The public library model is truly open and welcoming for everybody to freely access. The Denver Public Library hosts a variety of programs, many for kids and teens. Whether its a program about circuitry and robotics allowing kids to incorporate LED lights into a t-shirt, or enabling creative engagement opportunities in STEM subjects in the library’s “maker spaces,” the library tries to do it all. As Jeske points out, kids are in school about 20% of the time, and many do not have resources for additional fun and creative learning opportunities. The library works hard to provide its community with informal learning opportunities over the summer, on weekends, and after school. In 2017, Jeske saw attendance in their youth programs reach almost 300,000. She wants to focus on getting kids ready to learn before they get to kindergarten and help solve the third grade reading challenge. No small feats, of course. But Jeske is deeply committed to the library’s role in meeting Denver’s changing needs.

In addition to the library’s work with kids and teens, the library offers resources to local communities including english language, citizenship preparation, and access to immigration lawyers for immigrants and refugees in ten Denver library branches. Libraries continue to be places people trust, Jeske says. In today’s climate, where many immigrants and refugees have an understandable fear of the government, broadly construed, the Denver Public Library works hard to build and maintain trust so immigrants and refugees have access to the resources and support they need.

The Future

One of the questions Jeske is asked a lot, is what is the future of the brick and mortar library? Surely, with the advent of so many online modes of learning and ways to find information, do physical libraries have a future? Yes, Jeske says. Absolutely. Libraries are no longer spaces of hushed conversations and shushing librarians. They are a community space; a space to learn, connect, and grow with others.

Research demonstrates millennials are invested in their public libraries and are more likely to use them than any previous generation. The future then, is looking bright for the Denver Public Library. It’s clear how much pride Jeske has in her work and in the value of libraries in general. She is excited to continue to lead the Denver Public Library into the future and grow as the city librarian.

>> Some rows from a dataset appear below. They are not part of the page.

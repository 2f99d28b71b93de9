use std::error::Error;
use std::fmt::{Display, Formatter};

pub type XsectResult<T> = Result<T, XsectError>;

#[derive(Debug, Clone, Copy, PartialEq, Eq, Hash)]
pub enum XsectErrorCategory {
    InputValidationError,
    IoSystemError,
    ComputationError,
    InternalError,
}

impl XsectErrorCategory {
    pub const fn exit_code(self) -> i32 {
        match self {
            Self::InputValidationError => 2,
            Self::IoSystemError => 3,
            Self::ComputationError => 4,
            Self::InternalError => 5,
        }
    }

    pub const fn as_str(self) -> &'static str {
        match self {
            Self::InputValidationError => "InputValidationError",
            Self::IoSystemError => "IoSystemError",
            Self::ComputationError => "ComputationError",
            Self::InternalError => "InternalError",
        }
    }
}

/// Run-level error surfaced to the operator.
///
/// `placeholder` is a stable dotted code (`INPUT.ROOT_DIR`, `IO.EXPORT`, ...)
/// that scripts can match on without parsing the message.
#[derive(Debug, Clone, PartialEq, Eq)]
pub struct XsectError {
    category: XsectErrorCategory,
    placeholder: &'static str,
    message: String,
}

impl XsectError {
    pub fn new(
        category: XsectErrorCategory,
        placeholder: &'static str,
        message: impl Into<String>,
    ) -> Self {
        Self {
            category,
            placeholder,
            message: message.into(),
        }
    }

    pub fn input_validation(placeholder: &'static str, message: impl Into<String>) -> Self {
        Self::new(
            XsectErrorCategory::InputValidationError,
            placeholder,
            message,
        )
    }

    pub fn io_system(placeholder: &'static str, message: impl Into<String>) -> Self {
        Self::new(XsectErrorCategory::IoSystemError, placeholder, message)
    }

    pub fn computation(placeholder: &'static str, message: impl Into<String>) -> Self {
        Self::new(XsectErrorCategory::ComputationError, placeholder, message)
    }

    pub fn internal(placeholder: &'static str, message: impl Into<String>) -> Self {
        Self::new(XsectErrorCategory::InternalError, placeholder, message)
    }

    pub const fn category(&self) -> XsectErrorCategory {
        self.category
    }

    pub const fn placeholder(&self) -> &'static str {
        self.placeholder
    }

    pub fn message(&self) -> &str {
        &self.message
    }

    pub const fn exit_code(&self) -> i32 {
        self.category.exit_code()
    }

    pub fn diagnostic_line(&self) -> String {
        format!("ERROR: [{}] {}", self.placeholder, self.message)
    }
}

impl Display for XsectError {
    fn fmt(&self, f: &mut Formatter<'_>) -> std::fmt::Result {
        write!(
            f,
            "{} [{}] {}",
            self.category.as_str(),
            self.placeholder,
            self.message
        )
    }
}

impl Error for XsectError {}
use anyhow::Context;
use std::io::Write;
use std::path::{Path, PathBuf};
use std::time::Duration;
use tracing::info;
use xsect_core::batch::BatchEvent;
use xsect_core::config::{EXECUTABLE_ENV_VAR, RunConfig};
use xsect_core::domain::{XsectError, XsectResult};
use xsect_core::launcher::resolve_executable;

#[derive(Debug, Default)]
pub(super) struct ConfigOverrides {
    pub(super) host: Option<String>,
    pub(super) port: Option<u16>,
    pub(super) password: Option<String>,
}

pub(super) fn load_run_config(
    path: Option<&Path>,
    overrides: ConfigOverrides,
) -> XsectResult<RunConfig> {
    let mut config = match path {
        Some(path) => RunConfig::from_path(path)?,
        None => RunConfig::default(),
    };

    if let Some(host) = overrides.host {
        config.host = host;
    }
    if let Some(port) = overrides.port {
        config.port = port;
    }
    if let Some(password) = overrides.password {
        config.password = password;
    }

    config.validate()?;
    Ok(config)
}

pub(super) fn resolve_application_executable(
    explicit: Option<&Path>,
    config: &RunConfig,
) -> XsectResult<PathBuf> {
    let from_env = std::env::var_os(EXECUTABLE_ENV_VAR)
        .filter(|value| !value.is_empty())
        .map(PathBuf::from);
    let executable = resolve_executable(
        explicit,
        from_env.as_deref(),
        &config.executable_candidates,
    )
    .map_err(XsectError::from)?;
    info!(executable = %executable.display(), "resolved application executable");
    Ok(executable)
}

pub(super) fn wait_for_startup(seconds: u64) {
    if seconds == 0 {
        return;
    }
    info!(seconds, "waiting for the scripting servers to start");
    std::thread::sleep(Duration::from_secs(seconds));
}

/// Prints one line per model as the batch advances.
pub(super) fn print_progress(event: BatchEvent<'_>) {
    match event {
        BatchEvent::Started { model } => println!("Processing file: {}", model.display()),
        BatchEvent::Extracted { .. } => {}
        BatchEvent::Failed { model, message } => {
            eprintln!("Error processing {}: {}", model.display(), message);
        }
        BatchEvent::SkippedDirectory { path, message } => {
            eprintln!("Skipping unreadable directory {}: {}", path.display(), message);
        }
    }
}

pub(super) fn print_run_summary(summary: &str) -> anyhow::Result<()> {
    let mut stdout = std::io::stdout().lock();
    writeln!(stdout).context("failed to write run summary")?;
    writeln!(stdout, "{summary}").context("failed to write run summary")?;
    Ok(())
}

pub(super) fn print_line(line: &str) -> anyhow::Result<()> {
    let mut stdout = std::io::stdout().lock();
    writeln!(stdout, "{line}").with_context(|| format!("failed to write '{line}'"))
}
//! Scripting sessions against a running PLAXIS 2D instance.
//!
//! The application exposes two servers: the input server (controller) opens and
//! computes models, the output server (reader) answers result queries for
//! whatever the controller currently has open.

mod http;
mod remote;

pub use http::HttpTransport;
pub use remote::{RemoteController, RemoteReader};

use crate::domain::{CrossSectionLine, PhaseInfo, ResultKind, XsectError};
use serde::Serialize;
use serde_json::Value;
use std::path::Path;
use std::thread;
use std::time::{Duration, Instant};
use tracing::{debug, info};

/// Command sent to check a server is up; any reply from it will do.
const HANDSHAKE_COMMAND: &str = "echo";
const READY_POLL_INTERVAL: Duration = Duration::from_millis(250);

pub type SessionResult<T> = Result<T, SessionError>;

#[derive(Debug, Clone, PartialEq, Eq)]
pub struct SessionEndpoint {
    pub host: String,
    pub port: u16,
    pub password: String,
}

impl SessionEndpoint {
    pub fn new(host: impl Into<String>, port: u16, password: impl Into<String>) -> Self {
        Self {
            host: host.into(),
            port,
            password: password.into(),
        }
    }

    pub fn url(&self) -> String {
        format!("http://{}:{}/", self.host, self.port)
    }
}

/// Remote reference to the output plot a cross-section is drawn in.
#[derive(Debug, Clone, PartialEq, Eq)]
pub struct PlotHandle(pub String);

/// Remote reference to a line cross-section built in an output plot.
#[derive(Debug, Clone, PartialEq, Eq)]
pub struct CrossSectionHandle(pub String);

/// One scripting command as sent over the wire.
#[derive(Debug, Clone, PartialEq, Serialize)]
pub struct CommandRequest {
    pub target: Option<String>,
    pub command: String,
    pub arguments: Vec<Value>,
}

impl CommandRequest {
    pub fn global(command: impl Into<String>, arguments: Vec<Value>) -> Self {
        Self {
            target: None,
            command: command.into(),
            arguments,
        }
    }
}

pub trait CommandTransport {
    fn call(&mut self, request: &CommandRequest) -> SessionResult<Value>;
}

/// Input-server operations.
pub trait ModelController {
    /// Opens `model`, discarding whatever project was open before.
    fn open(&mut self, model: &Path) -> SessionResult<()>;

    /// Switches the open project to staged construction with phases computed.
    fn go_to_stages(&mut self) -> SessionResult<()>;

    /// Makes the first phase the active output view.
    fn view_first_phase(&mut self) -> SessionResult<()>;
}

/// Output-server operations.
pub trait ResultReader {
    fn phases(&mut self) -> SessionResult<Vec<PhaseInfo>>;

    fn active_plot(&mut self) -> SessionResult<PlotHandle>;

    fn line_cross_section(
        &mut self,
        plot: &PlotHandle,
        line: &CrossSectionLine,
    ) -> SessionResult<CrossSectionHandle>;

    fn cross_section_results(
        &mut self,
        cross_section: &CrossSectionHandle,
        phase: &PhaseInfo,
        kind: ResultKind,
    ) -> SessionResult<Vec<f64>>;
}

#[derive(Debug, thiserror::Error)]
pub enum SessionError {
    #[error("failed to reach scripting server {url}: {message}")]
    Transport { url: String, message: String },
    #[error("scripting server {url} rejected the session password")]
    Authentication { url: String },
    #[error("scripting server {url} answered HTTP {status}")]
    Status { url: String, status: u16 },
    #[error("malformed reply to '{command}': {message}")]
    MalformedReply { command: String, message: String },
    #[error("command '{command}' failed: {message}")]
    CommandFailed { command: String, message: String },
}

impl From<SessionError> for XsectError {
    fn from(error: SessionError) -> Self {
        let message = error.to_string();
        match error {
            SessionError::Authentication { .. } => {
                XsectError::input_validation("INPUT.SESSION_PASSWORD", message)
            }
            _ => XsectError::io_system("IO.SESSION", message),
        }
    }
}

/// One round-trip proving the server is up and accepts the password.
///
/// A failed or undecodable reply still comes from a live, authenticated
/// server, so it counts as ready.
pub fn handshake<T: CommandTransport + ?Sized>(transport: &mut T) -> SessionResult<()> {
    let request = CommandRequest::global(HANDSHAKE_COMMAND, vec![Value::from("plaxis-xsect")]);
    match transport.call(&request) {
        Ok(_)
        | Err(SessionError::CommandFailed { .. })
        | Err(SessionError::MalformedReply { .. }) => Ok(()),
        Err(error) => Err(error),
    }
}

/// Repeats the handshake while the server cannot be reached, for at most
/// `timeout`. A zero timeout makes exactly one attempt.
pub fn wait_until_ready<T: CommandTransport + ?Sized>(
    transport: &mut T,
    timeout: Duration,
) -> SessionResult<()> {
    let deadline = Instant::now() + timeout;
    loop {
        match handshake(transport) {
            Err(SessionError::Transport { url, message }) if Instant::now() < deadline => {
                debug!(%url, %message, "scripting server not reachable yet");
                let remaining = deadline.saturating_duration_since(Instant::now());
                thread::sleep(READY_POLL_INTERVAL.min(remaining));
            }
            result => return result,
        }
    }
}

pub type RemoteSessions = (RemoteController<HttpTransport>, RemoteReader<HttpTransport>);

/// Controller and reader sessions for one application instance.
///
/// The reader listens on the port right after the controller's. Both servers
/// must answer a handshake within `ready_timeout` before any session is
/// returned.
pub fn connect(
    controller: &SessionEndpoint,
    ready_timeout: Duration,
) -> SessionResult<RemoteSessions> {
    let (mut controller_transport, mut reader_transport) = transports(controller);
    wait_until_ready(&mut controller_transport, ready_timeout)?;
    wait_until_ready(&mut reader_transport, ready_timeout)?;
    info!(
        host = %controller.host,
        port = controller.port,
        "connected to scripting servers"
    );
    Ok((
        RemoteController::new(controller_transport),
        RemoteReader::new(reader_transport),
    ))
}

fn transports(controller: &SessionEndpoint) -> (HttpTransport, HttpTransport) {
    let reader = SessionEndpoint {
        port: controller.port.saturating_add(1),
        ..controller.clone()
    };
    (HttpTransport::new(controller.clone()), HttpTransport::new(reader))
}

#[cfg(test)]
mod tests {
    use super::{
        CommandRequest, CommandTransport, SessionEndpoint, SessionError, SessionResult, connect,
        handshake, transports, wait_until_ready,
    };
    use crate::domain::XsectError;
    use serde_json::{Value, json};
    use std::collections::VecDeque;
    use std::net::TcpListener;
    use std::time::Duration;

    /// Plays back canned results and counts the calls made.
    struct ReplayTransport {
        results: VecDeque<SessionResult<Value>>,
        calls: Vec<String>,
    }

    impl ReplayTransport {
        fn new(results: Vec<SessionResult<Value>>) -> Self {
            Self {
                results: results.into(),
                calls: Vec::new(),
            }
        }
    }

    impl CommandTransport for ReplayTransport {
        fn call(&mut self, request: &CommandRequest) -> SessionResult<Value> {
            self.calls.push(request.command.clone());
            self.results.pop_front().expect("unexpected extra call")
        }
    }

    fn refused() -> SessionResult<Value> {
        Err(SessionError::Transport {
            url: "http://127.0.0.1:1/".to_string(),
            message: "connection refused".to_string(),
        })
    }

    #[test]
    fn endpoint_url_uses_plain_http() {
        let endpoint = SessionEndpoint::new("localhost", 10000, "secret");
        assert_eq!(endpoint.url(), "http://localhost:10000/");
    }

    #[test]
    fn reader_session_uses_next_port() {
        let endpoint = SessionEndpoint::new("localhost", 10000, "secret");
        let (controller, reader) = transports(&endpoint);

        assert_eq!(controller.endpoint().port, 10000);
        assert_eq!(reader.endpoint().port, 10001);
        assert_eq!(reader.endpoint().password, "secret");
    }

    #[test]
    fn any_answer_from_the_server_counts_as_ready() {
        let mut transport = ReplayTransport::new(vec![
            Ok(json!("plaxis-xsect")),
            Err(SessionError::CommandFailed {
                command: "echo".to_string(),
                message: "unknown command".to_string(),
            }),
        ]);

        handshake(&mut transport).expect("echo reply should pass");
        handshake(&mut transport).expect("failed command still proves the server is up");
        assert_eq!(transport.calls, ["echo", "echo"]);
    }

    #[test]
    fn refused_connection_is_retried_until_the_server_answers() {
        let mut transport = ReplayTransport::new(vec![refused(), refused(), Ok(Value::Null)]);

        wait_until_ready(&mut transport, Duration::from_secs(10))
            .expect("third attempt should succeed");
        assert_eq!(transport.calls.len(), 3);
    }

    #[test]
    fn rejected_password_is_not_retried() {
        let mut transport = ReplayTransport::new(vec![Err(SessionError::Authentication {
            url: "http://127.0.0.1:10000/".to_string(),
        })]);

        let error = wait_until_ready(&mut transport, Duration::from_secs(10))
            .expect_err("wrong password should fail");
        assert_eq!(transport.calls.len(), 1);
        let error = XsectError::from(error);
        assert_eq!(error.placeholder(), "INPUT.SESSION_PASSWORD");
        assert_eq!(error.exit_code(), 2);
    }

    #[test]
    fn zero_timeout_makes_a_single_attempt() {
        let mut transport = ReplayTransport::new(vec![refused()]);

        let error = wait_until_ready(&mut transport, Duration::ZERO)
            .expect_err("refused connection should fail");
        assert!(matches!(error, SessionError::Transport { .. }));
        assert_eq!(transport.calls.len(), 1);
    }

    #[test]
    fn connect_to_closed_port_is_a_session_error() {
        let listener = TcpListener::bind("127.0.0.1:0").expect("ephemeral port should bind");
        let port = listener
            .local_addr()
            .expect("listener should have an address")
            .port();
        drop(listener);

        let error = connect(&SessionEndpoint::new("127.0.0.1", port, "pw"), Duration::ZERO)
            .err()
            .expect("nothing is listening");
        assert!(matches!(error, SessionError::Transport { .. }));
        let error = XsectError::from(error);
        assert_eq!(error.placeholder(), "IO.SESSION");
        assert_eq!(error.exit_code(), 3);
    }

    #[test]
    fn global_command_serializes_with_null_target() {
        let request = CommandRequest::global("open", vec![json!("C:/models/wall.p2dx")]);
        let encoded = serde_json::to_value(&request).expect("request should serialize");
        assert_eq!(
            encoded,
            json!({
                "target": null,
                "command": "open",
                "arguments": ["C:/models/wall.p2dx"]
            })
        );
    }
}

Upcoming Denver Public Library Programs for Broads of the Grown Up or Mini Variety

Girls Who DIY

A hands-on exploration of all things maker. Participants will work on projects involving everything STEAM: coding, robotics, web design, 3D printing, sewing, soldering, and more. Ages 12-18.

Pink Progression

An exhibit of works by Colorado artists in commemoration of January 21, 2017 Women's March

Women of Denver History

The city of Denver was shaped by the efforts of many great people. Join Active Minds for a focus on the women of Denver and their contributions to the city and the state.

YouthBiz Presents: Startup - Think, Speak, and Act like an Entrepreneur Spring Break Mini-Camp

YouthBiz and the Denver Public Library have collaborated to bring an entrepreneurial focused program to the Library. Instructors will provide 10-hours of engaging curriculum and activities that will enable participants to learn, think, speak, and act like an entrepreneur. Students will learn entrepreneurial skills for 21st century learners including; critical thinking and reasoning, information literacy, collaboration, self-direction, and invention. On the final day of the camp participants will take part in a Business Pitch Competition. The winning team will receive a cash prize. Light refreshments provided. Registration required.